Quoi qu’il en soit, ce dénigrement ambiant, ce positionnement autoritaire, cette vision binaire des choses, cette façon de dire que si les journalistes ne sont pas de votre côté, c’est qu’ils sont nécessairement vos ennemis, tout cela contribue à affaiblir voire à tuer le débat démocratique, à effacer la liberté d’expression. Et cela, c’est dangereux pour l’ensemble de la société.
Quand certains politiques laissent entendre que dans l’état économique où elle se trouve, la presse ne peut plus faire correctement son travail, ils n’ont pas tout à fait tort.
Assurément, mais cela n’a rien à voir avec un éventuel positionnement doctrinal. Il est certain que lorsqu’ils sont privés de moyens, les journalistes peuvent plus difficilement exercer leurs missions d’enquêteurs mais celles-ci sont également rendues difficiles, voire entravées par le climat d’intimidation (menaces de procès, plaintes systématiques, etc.) dont ils sont l’objet de la part de certains milieux politiques ou économiques.

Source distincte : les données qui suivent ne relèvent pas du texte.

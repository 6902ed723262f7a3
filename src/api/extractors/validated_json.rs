//! Validated JSON extractor - Combines deserialization with validation.

use axum::{
    async_trait,
    extract::{rejection::JsonRejection, FromRequest, Request},
    Json,
};
use serde::de::DeserializeOwned;
use validator::Validate;

use crate::errors::AppError;

/// Validated JSON extractor that automatically validates requests.
///
/// # Example
///
/// ```rust,ignore
/// use serde::Deserialize;
/// use validator::Validate;
/// use slotbook::api::extractors::ValidatedJson;
///
/// #[derive(Deserialize, Validate)]
/// struct BookRequest {
///     #[validate(email)]
///     customer_email: String,
///     #[validate(length(min = 1))]
///     customer_name: String,
/// }
///
/// async fn book(ValidatedJson(payload): ValidatedJson<BookRequest>) {
///     // payload is already validated
/// }
/// ```
pub struct ValidatedJson<T>(pub T);

#[async_trait]
impl<S, T> FromRequest<S> for ValidatedJson<T>
where
    S: Send + Sync,
    T: DeserializeOwned + Validate,
    Json<T>: FromRequest<S, Rejection = JsonRejection>,
{
    type Rejection = AppError;

    async fn from_request(req: Request, state: &S) -> Result<Self, Self::Rejection> {
        let Json(value) = Json::<T>::from_request(req, state)
            .await
            .map_err(|e| AppError::validation(e.body_text()))?;

        value
            .validate()
            .map_err(|e| AppError::validation(format_validation_errors(&e)))?;

        Ok(ValidatedJson(value))
    }
}

/// Format validation errors into a user-friendly string
fn format_validation_errors(errors: &validator::ValidationErrors) -> String {
    errors
        .field_errors()
        .iter()
        .flat_map(|(field, errs)| {
            errs.iter().map(move |e| {
                e.message
                    .as_ref()
                    .map(|m| m.to_string())
                    .unwrap_or_else(|| format!("{} is invalid", field))
            })
        })
        .collect::<Vec<_>>()
        .join(", ")
}
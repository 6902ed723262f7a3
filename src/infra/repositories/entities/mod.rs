//! SeaORM entity definitions
//!
//! These are database-specific entities separate from domain models.
//! Conversions into domain types run the validating decoders for the JSON
//! schedule columns, so malformed storage never leaks downstream.

pub mod appointment;
pub mod business;
pub mod schedule_exception;
pub mod service_offering;

// Re-exports for public API convenience
#[allow(unused_imports)]
pub use appointment::{Entity as AppointmentEntity, Model as AppointmentModel};
#[allow(unused_imports)]
pub use business::{Entity as BusinessEntity, Model as BusinessModel};
#[allow(unused_imports)]
pub use schedule_exception::{Entity as ScheduleExceptionEntity, Model as ScheduleExceptionModel};
#[allow(unused_imports)]
pub use service_offering::{Entity as ServiceOfferingEntity, Model as ServiceOfferingModel};
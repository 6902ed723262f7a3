//! Business, hours and exception management handlers.

use axum::{
    extract::{Path, Query, State},
    response::Json,
    routing::{get, post, put},
    Router,
};
use chrono::NaiveDate;
use serde::Deserialize;
use utoipa::ToSchema;
use uuid::Uuid;
use validator::Validate;

use crate::api::extractors::ValidatedJson;
use crate::api::AppState;
use crate::config::{DEFAULT_PAGE_NUMBER, DEFAULT_PAGE_SIZE};
use crate::domain::{
    AppointmentResponse, BusinessResponse, DayHours, Exception, ExceptionKind, ExceptionReason,
    RawWeeklySchedule, ServiceOffering,
};
use crate::errors::AppResult;
use crate::services::NewException;
use crate::types::{Created, NoContent, Paginated, PaginationParams};

/// Business creation request
#[derive(Debug, Deserialize, Validate, ToSchema)]
pub struct CreateBusinessRequest {
    /// Business display name
    #[validate(length(min = 1, message = "Business name is required"))]
    #[schema(example = "Corner Barbershop")]
    pub name: String,
    /// Weekly hours; omitted days and an omitted field mean closed
    pub hours: Option<RawWeeklySchedule>,
}

/// Service offering creation request
#[derive(Debug, Deserialize, Validate, ToSchema)]
pub struct CreateServiceRequest {
    /// Service display name
    #[validate(length(min = 1, message = "Service name is required"))]
    #[schema(example = "Haircut")]
    pub name: String,
    /// Price in cents
    #[validate(range(min = 0, message = "Price must not be negative"))]
    #[schema(example = 2500)]
    pub price_cents: i64,
    /// Appointment length in minutes
    #[validate(range(
        min = 1,
        max = 480,
        message = "Duration must be between 1 and 480 minutes"
    ))]
    #[schema(example = 30)]
    pub duration_minutes: u32,
}

/// Schedule exception creation request
#[derive(Debug, Deserialize, ToSchema)]
pub struct CreateExceptionRequest {
    pub kind: ExceptionKind,
    /// First affected date, `YYYY-MM-DD`
    #[schema(value_type = String, example = "2025-12-24")]
    pub start_date: NaiveDate,
    /// Last affected date, inclusive
    #[schema(value_type = String, example = "2025-12-26")]
    pub end_date: NaiveDate,
    pub reason: ExceptionReason,
    /// Replacement hours, required for `special_hours`
    pub custom_hours: Option<DayHours>,
    #[schema(example = "Christmas break")]
    pub title: String,
    #[serde(default)]
    pub description: String,
}

/// Query parameters for the appointment list
#[derive(Debug, Default, Deserialize)]
pub struct AppointmentListQuery {
    /// Restrict to one date, `YYYY-MM-DD`
    pub date: Option<NaiveDate>,
    pub page: Option<u64>,
    pub per_page: Option<u64>,
}

/// Create business management routes
pub fn business_routes() -> Router<AppState> {
    Router::new()
        .route("/", post(create_business))
        .route("/:id", get(get_business))
        .route("/:id/hours", put(update_hours))
        .route("/:id/services", post(create_service).get(list_services))
        .route("/:id/exceptions", post(create_exception).get(list_exceptions))
        .route("/:id/exceptions/:exception_id", axum::routing::delete(delete_exception))
        .route("/:id/appointments", get(list_appointments))
}

/// Create a business
#[utoipa::path(
    post,
    path = "/businesses",
    tag = "Businesses",
    request_body = CreateBusinessRequest,
    responses(
        (status = 201, description = "Business created", body = BusinessResponse),
        (status = 422, description = "Invalid name or weekly hours")
    )
)]
pub async fn create_business(
    State(state): State<AppState>,
    ValidatedJson(payload): ValidatedJson<CreateBusinessRequest>,
) -> AppResult<Created<BusinessResponse>> {
    let business = state
        .schedule_service
        .create_business(payload.name, payload.hours)
        .await?;

    Ok(Created(BusinessResponse::from(business)))
}

/// Get a business with its weekly hours
#[utoipa::path(
    get,
    path = "/businesses/{id}",
    tag = "Businesses",
    params(("id" = Uuid, Path, description = "Business ID")),
    responses(
        (status = 200, description = "Business found", body = BusinessResponse),
        (status = 404, description = "Business not found")
    )
)]
pub async fn get_business(
    State(state): State<AppState>,
    Path(business_id): Path<Uuid>,
) -> AppResult<Json<BusinessResponse>> {
    let business = state.schedule_service.get_business(business_id).await?;
    Ok(Json(BusinessResponse::from(business)))
}

/// Replace a business's weekly hours
#[utoipa::path(
    put,
    path = "/businesses/{id}/hours",
    tag = "Businesses",
    params(("id" = Uuid, Path, description = "Business ID")),
    request_body = RawWeeklySchedule,
    responses(
        (status = 200, description = "Hours updated", body = BusinessResponse),
        (status = 404, description = "Business not found"),
        (status = 422, description = "Invalid weekly hours")
    )
)]
pub async fn update_hours(
    State(state): State<AppState>,
    Path(business_id): Path<Uuid>,
    Json(hours): Json<RawWeeklySchedule>,
) -> AppResult<Json<BusinessResponse>> {
    let business = state
        .schedule_service
        .update_hours(business_id, hours)
        .await?;

    Ok(Json(BusinessResponse::from(business)))
}

/// Create a service offering
#[utoipa::path(
    post,
    path = "/businesses/{id}/services",
    tag = "Businesses",
    params(("id" = Uuid, Path, description = "Business ID")),
    request_body = CreateServiceRequest,
    responses(
        (status = 201, description = "Service created", body = ServiceOffering),
        (status = 404, description = "Business not found"),
        (status = 422, description = "Validation error")
    )
)]
pub async fn create_service(
    State(state): State<AppState>,
    Path(business_id): Path<Uuid>,
    ValidatedJson(payload): ValidatedJson<CreateServiceRequest>,
) -> AppResult<Created<ServiceOffering>> {
    let service = state
        .schedule_service
        .create_service(
            business_id,
            payload.name,
            payload.price_cents,
            payload.duration_minutes,
        )
        .await?;

    Ok(Created(service))
}

/// List a business's service offerings
#[utoipa::path(
    get,
    path = "/businesses/{id}/services",
    tag = "Businesses",
    params(("id" = Uuid, Path, description = "Business ID")),
    responses(
        (status = 200, description = "Service offerings", body = [ServiceOffering]),
        (status = 404, description = "Business not found")
    )
)]
pub async fn list_services(
    State(state): State<AppState>,
    Path(business_id): Path<Uuid>,
) -> AppResult<Json<Vec<ServiceOffering>>> {
    let services = state.schedule_service.list_services(business_id).await?;
    Ok(Json(services))
}

/// Create a schedule exception
#[utoipa::path(
    post,
    path = "/businesses/{id}/exceptions",
    tag = "Exceptions",
    params(("id" = Uuid, Path, description = "Business ID")),
    request_body = CreateExceptionRequest,
    responses(
        (status = 201, description = "Exception created", body = Exception),
        (status = 404, description = "Business not found"),
        (status = 422, description = "Invalid exception")
    )
)]
pub async fn create_exception(
    State(state): State<AppState>,
    Path(business_id): Path<Uuid>,
    Json(payload): Json<CreateExceptionRequest>,
) -> AppResult<Created<Exception>> {
    let exception = state
        .schedule_service
        .create_exception(NewException {
            business_id,
            kind: payload.kind,
            start_date: payload.start_date,
            end_date: payload.end_date,
            reason: payload.reason,
            custom_hours: payload.custom_hours,
            title: payload.title,
            description: payload.description,
        })
        .await?;

    Ok(Created(exception))
}

/// List a business's schedule exceptions
#[utoipa::path(
    get,
    path = "/businesses/{id}/exceptions",
    tag = "Exceptions",
    params(("id" = Uuid, Path, description = "Business ID")),
    responses(
        (status = 200, description = "Exceptions ordered by start date", body = [Exception]),
        (status = 404, description = "Business not found")
    )
)]
pub async fn list_exceptions(
    State(state): State<AppState>,
    Path(business_id): Path<Uuid>,
) -> AppResult<Json<Vec<Exception>>> {
    let exceptions = state.schedule_service.list_exceptions(business_id).await?;
    Ok(Json(exceptions))
}

/// Delete a schedule exception
#[utoipa::path(
    delete,
    path = "/businesses/{id}/exceptions/{exception_id}",
    tag = "Exceptions",
    params(
        ("id" = Uuid, Path, description = "Business ID"),
        ("exception_id" = Uuid, Path, description = "Exception ID")
    ),
    responses(
        (status = 204, description = "Exception deleted"),
        (status = 404, description = "Exception not found")
    )
)]
pub async fn delete_exception(
    State(state): State<AppState>,
    Path((business_id, exception_id)): Path<(Uuid, Uuid)>,
) -> AppResult<NoContent> {
    state
        .schedule_service
        .delete_exception(business_id, exception_id)
        .await?;

    Ok(NoContent)
}

/// List a business's appointments
#[utoipa::path(
    get,
    path = "/businesses/{id}/appointments",
    tag = "Appointments",
    params(
        ("id" = Uuid, Path, description = "Business ID"),
        ("date" = Option<String>, Query, description = "Restrict to one date, YYYY-MM-DD"),
        ("page" = Option<u64>, Query, description = "Page number, 1-indexed"),
        ("per_page" = Option<u64>, Query, description = "Items per page, capped at 100")
    ),
    responses(
        (status = 200, description = "Appointments page"),
        (status = 404, description = "Business not found")
    )
)]
pub async fn list_appointments(
    State(state): State<AppState>,
    Path(business_id): Path<Uuid>,
    Query(query): Query<AppointmentListQuery>,
) -> AppResult<Json<Paginated<AppointmentResponse>>> {
    let pagination = PaginationParams {
        page: query.page.unwrap_or(DEFAULT_PAGE_NUMBER),
        per_page: query.per_page.unwrap_or(DEFAULT_PAGE_SIZE),
    };
    let page = pagination.page;
    let per_page = pagination.limit();
    let (appointments, total) = state
        .schedule_service
        .list_appointments(business_id, query.date, pagination)
        .await?;

    let data = appointments
        .into_iter()
        .map(AppointmentResponse::from)
        .collect();

    Ok(Json(Paginated::new(data, page, per_page, total)))
}
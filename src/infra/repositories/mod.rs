//! Repository layer - Data access abstraction
//!
//! Repositories provide an abstraction over data persistence,
//! following the Repository pattern for clean separation of concerns.

mod appointment_repository;
mod business_repository;
pub(crate) mod entities;
mod exception_repository;
mod service_offering_repository;

pub use appointment_repository::{AppointmentRepository, AppointmentStore};
pub use business_repository::{BusinessRepository, BusinessStore};
pub use exception_repository::{ExceptionRepository, ExceptionStore};
pub use service_offering_repository::{ServiceOfferingRepository, ServiceOfferingStore};

// Export mocks for tests (both unit and integration)
#[cfg(any(test, feature = "test-utils"))]
pub use appointment_repository::MockAppointmentRepository;
#[cfg(any(test, feature = "test-utils"))]
pub use business_repository::MockBusinessRepository;
#[cfg(any(test, feature = "test-utils"))]
pub use exception_repository::MockExceptionRepository;
#[cfg(any(test, feature = "test-utils"))]
pub use service_offering_repository::MockServiceOfferingRepository;
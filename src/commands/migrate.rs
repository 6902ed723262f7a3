//! Migrate command - manages the scheduling schema.
//!
//! `serve` applies pending migrations on boot; this command exists for
//! explicit control, rollback and inspection.

use sea_orm::DbErr;

use crate::cli::args::{MigrateAction, MigrateArgs};
use crate::config::Config;
use crate::errors::{AppError, AppResult};
use crate::infra::Database;

/// Execute the migrate command
pub async fn execute(args: MigrateArgs, config: Config) -> AppResult<()> {
    // Connect without the automatic upgrade so `down`, `status` and
    // `fresh` see the schema exactly as it is.
    let db = Database::connect_without_migrations(&config)
        .await
        .map_err(|e| AppError::internal(format!("Database connection failed: {}", e)))?;

    match args.action {
        MigrateAction::Up => {
            tracing::info!("Applying pending scheduling migrations...");
            db.run_migrations().await.map_err(migration_error)?;
            tracing::info!("Scheduling schema is up to date");
        }
        MigrateAction::Down => {
            tracing::info!("Rolling back the most recent migration...");
            db.rollback_migration().await.map_err(migration_error)?;
            tracing::info!("Rollback complete");
        }
        MigrateAction::Status => {
            let status = db.migration_status().await.map_err(migration_error)?;
            for (name, applied) in status {
                println!("{}: {}", name, if applied { "applied" } else { "pending" });
            }
        }
        MigrateAction::Fresh => {
            tracing::warn!("Dropping and recreating the scheduling schema...");
            db.fresh_migrations().await.map_err(migration_error)?;
            tracing::info!("Fresh scheduling schema created");
        }
    }

    Ok(())
}

fn migration_error(e: DbErr) -> AppError {
    AppError::internal(format!("Migration failed: {}", e))
}
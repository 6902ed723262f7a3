//! Slotbook - Availability and booking engine for appointment scheduling
//!
//! Weekly schedules with per-day hours, date-range exceptions layered on
//! top, slot generation against a service's duration and conflict-checked
//! booking inside serializable transactions.
//!
//! # Architecture Layers
//!
//! - **cli**: Command-line interface
//! - **commands**: CLI command implementations
//! - **config**: Application configuration and constants
//! - **domain**: Pure scheduling core (schedules, exceptions, slots, conflicts)
//! - **services**: Application use cases and business logic
//! - **infra**: Infrastructure concerns (database, repositories, transactions)
//! - **api**: HTTP handlers and routes
//! - **types**: Shared types (pagination, responses)
//! - **errors**: Centralized error handling
//!
//! # CLI Usage
//!
//! ```bash
//! # Start the server
//! cargo run -- serve
//!
//! # Run migrations
//! cargo run -- migrate up
//! ```

pub mod api;
pub mod cli;
pub mod commands;
pub mod config;
pub mod domain;
pub mod errors;
pub mod infra;
pub mod services;
pub mod types;

// Re-export commonly used types at crate root
pub use api::AppState;
pub use config::Config;
pub use domain::{Appointment, Business, Exception, WeeklySchedule};
pub use errors::{AppError, AppResult};
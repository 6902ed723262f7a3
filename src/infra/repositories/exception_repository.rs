//! Schedule exception repository.

use async_trait::async_trait;
use sea_orm::{
    ActiveModelTrait, ColumnTrait, DatabaseConnection, EntityTrait, QueryFilter, QueryOrder, Set,
};
use uuid::Uuid;

use super::entities::schedule_exception::{self, ActiveModel, Entity as ExceptionEntity};
use crate::domain::Exception;
use crate::errors::{AppError, AppResult};

#[cfg(any(test, feature = "test-utils"))]
use mockall::automock;

/// Schedule exception persistence operations.
///
/// Exceptions reach this layer already validated; the repository persists
/// and retrieves without re-checking.
#[cfg_attr(any(test, feature = "test-utils"), automock)]
#[async_trait]
pub trait ExceptionRepository: Send + Sync {
    /// Persist a validated exception.
    async fn insert(&self, exception: Exception) -> AppResult<Exception>;

    /// List a business's exceptions, ordered by start date.
    async fn list_for_business(&self, business_id: Uuid) -> AppResult<Vec<Exception>>;

    /// Delete an exception; `NotFound` if it does not belong to the business.
    async fn delete(&self, business_id: Uuid, exception_id: Uuid) -> AppResult<()>;
}

/// SeaORM-backed implementation of [`ExceptionRepository`].
pub struct ExceptionStore {
    db: DatabaseConnection,
}

impl ExceptionStore {
    pub fn new(db: DatabaseConnection) -> Self {
        Self { db }
    }
}

#[async_trait]
impl ExceptionRepository for ExceptionStore {
    async fn insert(&self, exception: Exception) -> AppResult<Exception> {
        let custom_hours = exception
            .custom_hours
            .as_ref()
            .map(serde_json::to_value)
            .transpose()
            .map_err(|e| AppError::internal(format!("cannot serialize custom hours: {}", e)))?;

        let model = ActiveModel {
            id: Set(exception.id),
            business_id: Set(exception.business_id),
            kind: Set(exception.kind.as_str().to_string()),
            start_date: Set(exception.start_date),
            end_date: Set(exception.end_date),
            reason: Set(exception.reason.as_str().to_string()),
            custom_hours: Set(custom_hours),
            title: Set(exception.title.clone()),
            description: Set(exception.description.clone()),
            created_at: Set(exception.created_at),
        };

        let model = model.insert(&self.db).await.map_err(AppError::from)?;
        Exception::try_from(model)
    }

    async fn list_for_business(&self, business_id: Uuid) -> AppResult<Vec<Exception>> {
        let models = ExceptionEntity::find()
            .filter(schedule_exception::Column::BusinessId.eq(business_id))
            .order_by_asc(schedule_exception::Column::StartDate)
            .all(&self.db)
            .await
            .map_err(AppError::from)?;

        models.into_iter().map(Exception::try_from).collect()
    }

    async fn delete(&self, business_id: Uuid, exception_id: Uuid) -> AppResult<()> {
        let result = ExceptionEntity::delete_many()
            .filter(schedule_exception::Column::Id.eq(exception_id))
            .filter(schedule_exception::Column::BusinessId.eq(business_id))
            .exec(&self.db)
            .await
            .map_err(AppError::from)?;

        if result.rows_affected == 0 {
            return Err(AppError::NotFound);
        }
        Ok(())
    }
}
//! Application route configuration.

use axum::{extract::State, http::StatusCode, response::Json, routing::get, Router};
use serde::Serialize;
use tower_http::cors::CorsLayer;
use tower_http::trace::TraceLayer;
use utoipa::OpenApi;
use utoipa_swagger_ui::SwaggerUi;

use super::handlers::{appointment_routes, availability_routes, business_routes};
use super::openapi::ApiDoc;
use super::AppState;

/// Create the application router with all routes configured
pub fn create_router(state: AppState) -> Router {
    Router::new()
        // Health check endpoints
        .route("/", get(root))
        .route("/health", get(health))
        // OpenAPI Swagger UI documentation
        .merge(SwaggerUi::new("/swagger-ui").url("/api-docs/openapi.json", ApiDoc::openapi()))
        // Business management and availability queries
        .nest("/businesses", business_routes().merge(availability_routes()))
        // Appointment booking and lifecycle
        .nest("/appointments", appointment_routes())
        // Global middleware
        .layer(CorsLayer::permissive())
        .layer(TraceLayer::new_for_http())
        .with_state(state)
}

/// Root endpoint
async fn root() -> &'static str {
    "Slotbook scheduling API"
}

/// Health check response
#[derive(Serialize)]
struct HealthResponse {
    status: &'static str,
    services: ServiceHealth,
}

/// Individual service health status
#[derive(Serialize)]
struct ServiceHealth {
    database: ServiceStatus,
}

/// Service status
#[derive(Serialize)]
struct ServiceStatus {
    status: &'static str,
    #[serde(skip_serializing_if = "Option::is_none")]
    error: Option<String>,
}

/// Health check endpoint with database connectivity check
async fn health(State(state): State<AppState>) -> (StatusCode, Json<HealthResponse>) {
    let db_status = match state.database.ping().await {
        Ok(_) => ServiceStatus {
            status: "healthy",
            error: None,
        },
        Err(e) => ServiceStatus {
            status: "unhealthy",
            error: Some(e.to_string()),
        },
    };

    let healthy = db_status.status == "healthy";

    let response = HealthResponse {
        status: if healthy { "healthy" } else { "degraded" },
        services: ServiceHealth {
            database: db_status,
        },
    };

    let status_code = if healthy {
        StatusCode::OK
    } else {
        StatusCode::SERVICE_UNAVAILABLE
    };

    (status_code, Json(response))
}
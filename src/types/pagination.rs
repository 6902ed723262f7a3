//! Pagination types for list endpoints.

use serde::{Deserialize, Serialize};

use crate::config::{DEFAULT_PAGE_NUMBER, DEFAULT_PAGE_SIZE, MAX_PAGE_SIZE};

/// Pagination query parameters (reusable across all list endpoints)
#[derive(Debug, Clone, Deserialize)]
pub struct PaginationParams {
    #[serde(default = "default_page")]
    pub page: u64,
    #[serde(default = "default_per_page")]
    pub per_page: u64,
}

fn default_page() -> u64 {
    DEFAULT_PAGE_NUMBER
}

fn default_per_page() -> u64 {
    DEFAULT_PAGE_SIZE
}

impl PaginationParams {
    /// Calculate offset for database query
    pub fn offset(&self) -> u64 {
        (self.page.saturating_sub(1)) * self.per_page
    }

    /// Get limit capped at maximum
    pub fn limit(&self) -> u64 {
        self.per_page.min(MAX_PAGE_SIZE)
    }
}

impl Default for PaginationParams {
    fn default() -> Self {
        Self {
            page: DEFAULT_PAGE_NUMBER,
            per_page: DEFAULT_PAGE_SIZE,
        }
    }
}

/// Paginated response wrapper (reusable for all list responses)
#[derive(Debug, Serialize)]
pub struct Paginated<T> {
    pub data: Vec<T>,
    pub meta: PaginationMeta,
}

/// Pagination metadata
#[derive(Debug, Serialize)]
pub struct PaginationMeta {
    pub page: u64,
    pub per_page: u64,
    pub total: u64,
    pub total_pages: u64,
}

impl<T> Paginated<T> {
    /// Create new paginated response
    pub fn new(data: Vec<T>, page: u64, per_page: u64, total: u64) -> Self {
        let total_pages = if per_page > 0 {
            total.div_ceil(per_page)
        } else {
            0
        };

        Self {
            data,
            meta: PaginationMeta {
                page,
                per_page,
                total,
                total_pages,
            },
        }
    }
}
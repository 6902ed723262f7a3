//! Appointment booking handlers.

use axum::{
    extract::{Path, State},
    response::Json,
    routing::post,
    Router,
};
use chrono::NaiveDate;
use serde::Deserialize;
use utoipa::ToSchema;
use uuid::Uuid;
use validator::Validate;

use crate::api::extractors::ValidatedJson;
use crate::api::AppState;
use crate::domain::{parse_hhmm, AppointmentResponse, CustomerInfo};
use crate::errors::{AppError, AppResult};
use crate::services::BookingRequest;
use crate::types::Created;

/// Booking request payload
#[derive(Debug, Deserialize, Validate, ToSchema)]
pub struct BookAppointmentRequest {
    pub business_id: Uuid,
    pub service_id: Uuid,
    /// Appointment date, `YYYY-MM-DD`
    #[schema(value_type = String, example = "2025-08-04")]
    pub date: NaiveDate,
    /// Slot start time, `HH:MM`
    #[schema(example = "10:00")]
    pub start_time: String,
    /// Customer display name
    #[validate(length(min = 1, message = "Customer name is required"))]
    #[schema(example = "Ada Lovelace")]
    pub customer_name: String,
    /// Customer email address
    #[validate(email(message = "Invalid email format"))]
    #[schema(example = "ada@example.com")]
    pub customer_email: String,
    /// Optional customer phone number
    pub customer_phone: Option<String>,
}

/// Create appointment routes
pub fn appointment_routes() -> Router<AppState> {
    Router::new()
        .route("/", post(book_appointment))
        .route("/:id/cancel", post(cancel_appointment))
        .route("/:id/complete", post(complete_appointment))
}

/// Book an appointment slot
#[utoipa::path(
    post,
    path = "/appointments",
    tag = "Appointments",
    request_body = BookAppointmentRequest,
    responses(
        (status = 201, description = "Appointment booked", body = AppointmentResponse),
        (status = 404, description = "Business or service not found"),
        (status = 409, description = "Slot already taken or business closed"),
        (status = 422, description = "Validation error")
    )
)]
pub async fn book_appointment(
    State(state): State<AppState>,
    ValidatedJson(payload): ValidatedJson<BookAppointmentRequest>,
) -> AppResult<Created<AppointmentResponse>> {
    let start_time = parse_hhmm(&payload.start_time)
        .ok_or_else(|| AppError::validation("start_time must be HH:MM"))?;

    let appointment = state
        .booking_service
        .book(BookingRequest {
            business_id: payload.business_id,
            service_id: payload.service_id,
            date: payload.date,
            start_time,
            customer: CustomerInfo {
                name: payload.customer_name,
                email: payload.customer_email,
                phone: payload.customer_phone,
            },
        })
        .await?;

    Ok(Created(AppointmentResponse::from(appointment)))
}

/// Cancel an appointment
#[utoipa::path(
    post,
    path = "/appointments/{id}/cancel",
    tag = "Appointments",
    params(("id" = Uuid, Path, description = "Appointment ID")),
    responses(
        (status = 200, description = "Appointment cancelled", body = AppointmentResponse),
        (status = 404, description = "Appointment not found"),
        (status = 422, description = "Status does not allow cancellation")
    )
)]
pub async fn cancel_appointment(
    State(state): State<AppState>,
    Path(appointment_id): Path<Uuid>,
) -> AppResult<Json<AppointmentResponse>> {
    let appointment = state.booking_service.cancel(appointment_id).await?;
    Ok(Json(AppointmentResponse::from(appointment)))
}

/// Mark an appointment as completed
#[utoipa::path(
    post,
    path = "/appointments/{id}/complete",
    tag = "Appointments",
    params(("id" = Uuid, Path, description = "Appointment ID")),
    responses(
        (status = 200, description = "Appointment completed", body = AppointmentResponse),
        (status = 404, description = "Appointment not found"),
        (status = 422, description = "Status does not allow completion")
    )
)]
pub async fn complete_appointment(
    State(state): State<AppState>,
    Path(appointment_id): Path<Uuid>,
) -> AppResult<Json<AppointmentResponse>> {
    let appointment = state.booking_service.complete(appointment_id).await?;
    Ok(Json(AppointmentResponse::from(appointment)))
}
//! Appointment table entity.

use sea_orm::entity::prelude::*;

use crate::domain::{Appointment, AppointmentStatus, CustomerInfo};
use crate::errors::AppError;

#[derive(Clone, Debug, PartialEq, DeriveEntityModel)]
#[sea_orm(table_name = "appointments")]
pub struct Model {
    #[sea_orm(primary_key, auto_increment = false)]
    pub id: Uuid,
    pub business_id: Uuid,
    pub service_id: Uuid,
    pub date: Date,
    pub start_time: Time,
    pub duration_minutes: i32,
    pub status: String,
    pub customer_name: String,
    pub customer_email: String,
    pub customer_phone: Option<String>,
    pub created_at: DateTimeUtc,
    pub updated_at: DateTimeUtc,
}

#[derive(Copy, Clone, Debug, EnumIter, DeriveRelation)]
pub enum Relation {}

impl ActiveModelBehavior for ActiveModel {}

impl TryFrom<Model> for Appointment {
    type Error = AppError;

    fn try_from(model: Model) -> Result<Self, Self::Error> {
        let status = AppointmentStatus::parse(&model.status).ok_or_else(|| {
            AppError::internal(format!("unknown appointment status {:?}", model.status))
        })?;

        Ok(Appointment {
            id: model.id,
            business_id: model.business_id,
            service_id: model.service_id,
            date: model.date,
            start_time: model.start_time,
            duration_minutes: model.duration_minutes.max(0) as u32,
            status,
            customer: CustomerInfo {
                name: model.customer_name,
                email: model.customer_email,
                phone: model.customer_phone,
            },
            created_at: model.created_at,
            updated_at: model.updated_at,
        })
    }
}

Ce que nous constatons et déplorons, c’est que ces derniers temps, l’exécutif essaie d’asseoir sa toute-puissance à l’égard des deux autres pouvoirs mais aussi à l’égard du contre-pouvoir que constitue la presse. Pour la conserver, il n’hésite pas, dans sa volonté de maîtriser toute forme de communication, à disqualifier celle-ci comme il cherche parfois à disqualifier les juges trop remuants.
Ce faisant, il commet une erreur car l’intérêt de nos dirigeants politiques est, au contraire, de garantir l’existence d’une presse libre, qui recherche, en toute indépendance et dans le respect de la déontologie, les faits, les mette en perspective, les analyse et les commente. On n’en est plus à une presse inféodée aux courants politiques (c’est d’ailleurs la presse de gauche qui a payé le plus lourd tribut à cette évolution) mais on a plus que jamais besoin de journalistes libres d’exercer leur métier et d’ouvrir leurs colonnes au débat public.